Each time the MOSFET's fire they short out the RC circuit formed by R4 and C1 (also R6 and C2).  This RC circuit 
takes about two seconds to charge, and when it does voltage then flows into D2, lighting it up and warning the driver 
(or flowing through D5 to the NPN transistor which lights the lamp, etc...).  When a pulse hits Q1 (or Q2) it drains C1 
(or C2) preventing the indicator circuit from ever getting enough voltage to light.  As long as there is a steady supply of 
pulses the RC circuit never charges and the light never lights.” 

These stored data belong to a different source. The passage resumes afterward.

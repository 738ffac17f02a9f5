//! Interactive TUI interface
//!
//! Terminal front end: renders the grid and teams, maps key presses to game
//! input and drives the controller's pending continuations.

mod app;
mod rendering;

pub use app::{App, Bell, MessageStyle, TeamView, map_key, run_tui};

The polarity of the pickups on the plug wires makes no difference, since the pickup will put out a voltage pulse in one 
direction when the spark starts and a very similar pulse in the opposite direction when the spark stops.  Corkan:  “...and 
thus the reason for the first diode.  In fact the circuit is sensitive enough that polarity will not make a difference, even 
though you can see a small difference in the signal on an oscilloscope.” 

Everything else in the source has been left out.